use std::collections::BTreeMap;

use crate::{
    error::{CffError, CffResult},
    parse_binary::BinaryParser,
};

use super::{
    charset::Charset,
    strings::{CffStrings, Sid},
};

/// Set on the format byte when supplemental code mappings follow the table
const SUPPLEMENT_FLAG: u8 = 0x80;

#[derive(Debug, Clone, Copy, PartialEq, Eq)]
pub enum PredefinedEncoding {
    Standard = 0,
    Expert = 1,
}

impl PredefinedEncoding {
    pub fn from_offset(offset: usize) -> Option<Self> {
        match offset {
            0 => Some(Self::Standard),
            1 => Some(Self::Expert),
            _ => None,
        }
    }

    pub fn id(self) -> u8 {
        self as u8
    }
}

/// An extra code for a glyph that already has one in the base table
#[derive(Debug, Clone, Copy, PartialEq, Eq)]
pub struct Supplement {
    pub code: u8,
    pub sid: Sid,
}

/// Maps character codes to glyph indices in name-keyed fonts
#[derive(Debug, Clone, PartialEq, Eq)]
pub enum Encoding {
    Predefined(PredefinedEncoding),
    Custom(CustomEncoding),
}

#[derive(Debug, Clone, PartialEq, Eq)]
pub struct CustomEncoding {
    format: u8,
    /// `codes[i]` is the code of GID `i + 1`
    codes: Vec<u8>,
    supplements: Vec<Supplement>,
    map: BTreeMap<u8, u16>,
}

impl CustomEncoding {
    /// Build an encoding from the codes of GIDs `1..=codes.len()`
    pub fn new(codes: Vec<u8>, supplements: Vec<Supplement>, charset: &Charset, strings: &CffStrings) -> Self {
        let mut map: BTreeMap<u8, u16> = codes
            .iter()
            .enumerate()
            .map(|(idx, &code)| (code, idx as u16 + 1))
            .collect();

        for supplement in &supplements {
            let name = strings.resolve(supplement.sid);

            match charset.gid_for_name(name) {
                Some(gid) => {
                    map.insert(supplement.code, gid);
                }
                None => log::warn!(
                    "encoding supplement for code {} names {:?}, which is not in the charset",
                    supplement.code,
                    name
                ),
            }
        }

        Self {
            format: 0,
            codes,
            supplements,
            map,
        }
    }

    /// The base table format the encoding was read from
    pub fn format(&self) -> u8 {
        self.format
    }

    pub fn codes(&self) -> &[u8] {
        &self.codes
    }

    pub fn supplements(&self) -> &[Supplement] {
        &self.supplements
    }

    pub fn map(&self) -> &BTreeMap<u8, u16> {
        &self.map
    }
}

impl Encoding {
    /// Read an encoding located at the parser's cursor; cursor positions 0
    /// and 1 select a predefined encoding instead
    pub fn parse<'a>(
        parser: &mut impl BinaryParser<'a>,
        strings: &CffStrings,
        charset: &Charset,
    ) -> CffResult<Self> {
        if let Some(predefined) = PredefinedEncoding::from_offset(parser.cursor()) {
            return Ok(Self::Predefined(predefined));
        }

        let format_byte = parser.next()?;
        let format = format_byte & !SUPPLEMENT_FLAG;

        let codes = match format {
            0 => {
                let count = parser.next()?;
                parser.slice(count as usize)?.to_vec()
            }
            1 => {
                let n_ranges = parser.next()?;
                let mut codes = Vec::new();

                for _ in 0..n_ranges {
                    let first = parser.next()?;
                    let n_left = parser.next()?;

                    codes.extend((0..=n_left).map_while(|i| first.checked_add(i)));
                }

                codes
            }
            _ => {
                return Err(CffError::UnsupportedFormat {
                    table: "Encoding",
                    format,
                })
            }
        };

        let mut supplements = Vec::new();

        if format_byte & SUPPLEMENT_FLAG != 0 {
            let count = parser.next()?;

            for _ in 0..count {
                let code = parser.next()?;
                let sid = parser.parse_u16()?;

                supplements.push(Supplement { code, sid });
            }
        }

        let mut encoding = CustomEncoding::new(codes, supplements, charset, strings);
        encoding.format = format;

        Ok(Self::Custom(encoding))
    }

    pub fn predefined(&self) -> Option<PredefinedEncoding> {
        match self {
            Self::Predefined(predefined) => Some(*predefined),
            Self::Custom(..) => None,
        }
    }

    /// The GID for a character code, if the encoding is a custom one that
    /// maps it
    pub fn lookup(&self, code: u8) -> Option<u16> {
        match self {
            Self::Predefined(..) => None,
            Self::Custom(encoding) => encoding.map.get(&code).copied(),
        }
    }
}

#[cfg(test)]
mod test {
    use super::*;
    use crate::{cff::charset::CharsetEntry, parse_binary::ByteCursor};

    fn parse(bytes: &[u8], charset: &Charset) -> CffResult<Encoding> {
        let mut cursor = ByteCursor::at(bytes, 2).unwrap();
        Encoding::parse(&mut cursor, &CffStrings::new(), charset)
    }

    fn empty_charset() -> Charset {
        Charset::Custom {
            format: 0,
            glyphs: Vec::new(),
        }
    }

    #[test]
    fn format_0() {
        let encoding = parse(&[0x00, 0x00, 0x00, 0x01, 0x08], &empty_charset()).unwrap();

        let Encoding::Custom(custom) = &encoding else {
            panic!("expected a custom encoding");
        };

        assert_eq!(custom.map(), &BTreeMap::from([(8, 1)]));
        assert_eq!(custom.format(), 0);
        assert_eq!(encoding.lookup(8), Some(1));
        assert_eq!(encoding.lookup(9), None);
    }

    #[test]
    fn format_1() {
        let encoding = parse(&[0x00, 0x00, 0x01, 0x01, 0x07, 0x01], &empty_charset()).unwrap();

        let Encoding::Custom(custom) = &encoding else {
            panic!("expected a custom encoding");
        };

        assert_eq!(custom.map(), &BTreeMap::from([(7, 1), (8, 2)]));
        assert_eq!(custom.codes(), &[7, 8]);
        assert_eq!(custom.format(), 1);
    }

    #[test]
    fn supplements_map_through_the_charset() {
        let charset = Charset::Custom {
            format: 0,
            glyphs: vec![
                CharsetEntry::Name(".notdef".to_owned()),
                CharsetEntry::Name("space".to_owned()),
                CharsetEntry::Name("A".to_owned()),
            ],
        };

        // format 0 with supplements; "A" is SID 34
        let bytes = [0x00, 0x00, 0x80, 0x02, 0x20, 0x41, 0x01, 0xa0, 0x00, 0x22];

        let encoding = parse(&bytes, &charset).unwrap();

        assert_eq!(encoding.lookup(0x20), Some(1));
        assert_eq!(encoding.lookup(0x41), Some(2));
        assert_eq!(encoding.lookup(0xa0), Some(2));

        let Encoding::Custom(custom) = &encoding else {
            panic!("expected a custom encoding");
        };
        assert_eq!(
            custom.supplements(),
            &[Supplement {
                code: 0xa0,
                sid: 34
            }]
        );
    }

    #[test]
    fn predefined_offsets() {
        let mut cursor = ByteCursor::at(&[0x00, 0x00], 1).unwrap();

        assert_eq!(
            Encoding::parse(&mut cursor, &CffStrings::new(), &empty_charset()).unwrap(),
            Encoding::Predefined(PredefinedEncoding::Expert)
        );
    }

    #[test]
    fn unknown_format() {
        assert!(matches!(
            parse(&[0x00, 0x00, 0x02], &empty_charset()),
            Err(CffError::UnsupportedFormat {
                table: "Encoding",
                format: 2
            })
        ));
    }
}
--
## Requirement
Lines with the word "PredefinedEncoding": how many are there in the material? Answer with the number alone.

## Response
6